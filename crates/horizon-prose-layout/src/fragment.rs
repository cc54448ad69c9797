//! Positioned pieces of laid-out text.

use std::borrow::Cow;

use horizon_prose_text::{Font, RichText};

/// An unsplittable, uniformly styled piece of text at a position.
///
/// Coordinates are those of the top-left corner; y grows downwards.
#[derive(Debug, Clone)]
pub struct Fragment {
    pub x: f32,
    pub y: f32,
    pub width: f32,
    pub height: f32,
    /// Distance from the top of the fragment to its baseline.
    pub baseline_offset: f32,
    pub font: Font,
    text: RichText,
    whitespace: bool,
}

impl Fragment {
    pub(crate) fn new(text: RichText, font: Font, width: f32, height: f32, ascent: f32, whitespace: bool) -> Self {
        Self {
            x: 0.0,
            y: 0.0,
            width,
            height,
            baseline_offset: ascent,
            font,
            text,
            whitespace,
        }
    }

    /// The slice of the source text this fragment shows.
    pub fn text(&self) -> &RichText {
        &self.text
    }

    pub fn as_str(&self) -> Cow<'_, str> {
        self.text.as_str()
    }

    /// Check whether the fragment consists of whitespace.
    pub fn is_whitespace(&self) -> bool {
        self.whitespace
    }

    pub fn right(&self) -> f32 {
        self.x + self.width
    }

    pub fn bottom(&self) -> f32 {
        self.y + self.height
    }

    /// Y coordinate of the baseline.
    pub fn baseline(&self) -> f32 {
        self.y + self.baseline_offset
    }

    pub(crate) fn translate(&mut self, dx: f32, dy: f32) {
        self.x += dx;
        self.y += dy;
    }
}

/// One output line of fragments.
#[derive(Debug, Clone)]
pub struct FragmentLine {
    pub(crate) fragments: Vec<Fragment>,
    pub(crate) x: f32,
    pub(crate) y: f32,
    pub(crate) width: f32,
    pub(crate) height: f32,
    pub(crate) ascent: f32,
}

impl FragmentLine {
    /// Lay out `fragments` left to right with their baselines aligned.
    pub(crate) fn new(mut fragments: Vec<Fragment>, empty_height: f32, empty_ascent: f32) -> Self {
        let ascent = fragments
            .iter()
            .map(|f| f.baseline_offset)
            .fold(if fragments.is_empty() { empty_ascent } else { 0.0 }, f32::max);
        let descent = fragments
            .iter()
            .map(|f| f.height - f.baseline_offset)
            .fold(0.0, f32::max);
        let height = if fragments.is_empty() {
            empty_height
        } else {
            ascent + descent
        };

        let mut x = 0.0;
        for fragment in &mut fragments {
            fragment.x = x;
            fragment.y = ascent - fragment.baseline_offset;
            x += fragment.width;
        }

        Self {
            fragments,
            x: 0.0,
            y: 0.0,
            width: x,
            height,
            ascent,
        }
    }

    pub fn fragments(&self) -> &[Fragment] {
        &self.fragments
    }

    /// X coordinate of the start of the line.
    pub fn x(&self) -> f32 {
        self.x
    }

    /// Y coordinate of the top of the line.
    pub fn y(&self) -> f32 {
        self.y
    }

    pub fn width(&self) -> f32 {
        self.width
    }

    pub fn height(&self) -> f32 {
        self.height
    }

    /// Y coordinate of the baseline.
    pub fn baseline(&self) -> f32 {
        self.y + self.ascent
    }

    pub fn is_empty(&self) -> bool {
        self.fragments.is_empty()
    }

    /// Total width of the whitespace fragments.
    pub fn whitespace_width(&self) -> f32 {
        self.fragments
            .iter()
            .filter(|f| f.whitespace)
            .map(|f| f.width)
            .sum()
    }

    /// The plain text of the line.
    pub fn text(&self) -> String {
        self.fragments.iter().map(|f| f.as_str()).collect()
    }

    pub(crate) fn translate(&mut self, dx: f32, dy: f32) {
        self.x += dx;
        self.y += dy;
        for fragment in &mut self.fragments {
            fragment.translate(dx, dy);
        }
    }

    /// Widen every whitespace fragment by `factor` and reposition the
    /// fragments left to right.
    pub(crate) fn inflate_whitespace(&mut self, factor: f32) {
        let mut x = self.x;
        for fragment in &mut self.fragments {
            if fragment.whitespace {
                fragment.width *= factor;
            }
            fragment.x = x;
            x += fragment.width;
        }
        self.width = x - self.x;
    }
}

#[cfg(test)]
mod tests {
    use super::*;

    fn fragment(text: &str, width: f32, height: f32, ascent: f32) -> Fragment {
        let whitespace = text.chars().all(char::is_whitespace);
        Fragment::new(RichText::value_of(text), Font::default(), width, height, ascent, whitespace)
    }

    #[test]
    fn baselines_are_aligned() {
        let line = FragmentLine::new(
            vec![fragment("small", 10.0, 10.0, 8.0), fragment("BIG", 20.0, 20.0, 16.0)],
            0.0,
            0.0,
        );
        assert_eq!(line.height(), 20.0);
        assert_eq!(line.fragments()[0].y, 8.0);
        assert_eq!(line.fragments()[0].baseline(), 16.0);
        assert_eq!(line.fragments()[1].baseline(), 16.0);
        assert_eq!(line.fragments()[1].x, 10.0);
        assert_eq!(line.width(), 30.0);
        assert_eq!(line.text(), "smallBIG");
    }

    #[test]
    fn empty_line_keeps_height() {
        let line = FragmentLine::new(Vec::new(), 12.0, 9.0);
        assert!(line.is_empty());
        assert_eq!((line.width(), line.height(), line.baseline()), (0.0, 12.0, 9.0));
    }

    #[test]
    fn inflation_moves_following_fragments() {
        let mut line = FragmentLine::new(
            vec![
                fragment("a", 10.0, 10.0, 8.0),
                fragment(" ", 5.0, 10.0, 8.0),
                fragment("b", 10.0, 10.0, 8.0),
            ],
            0.0,
            0.0,
        );
        assert_eq!(line.whitespace_width(), 5.0);
        line.inflate_whitespace(3.0);
        assert_eq!(line.fragments()[1].width, 15.0);
        assert_eq!(line.fragments()[2].x, 25.0);
        assert_eq!(line.width(), 35.0);
    }
}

========

▶ _What is required_: If a line in the entries above contains "FragmentLine", include it in the count, then report only the total.

▶ _Worked solution_: 5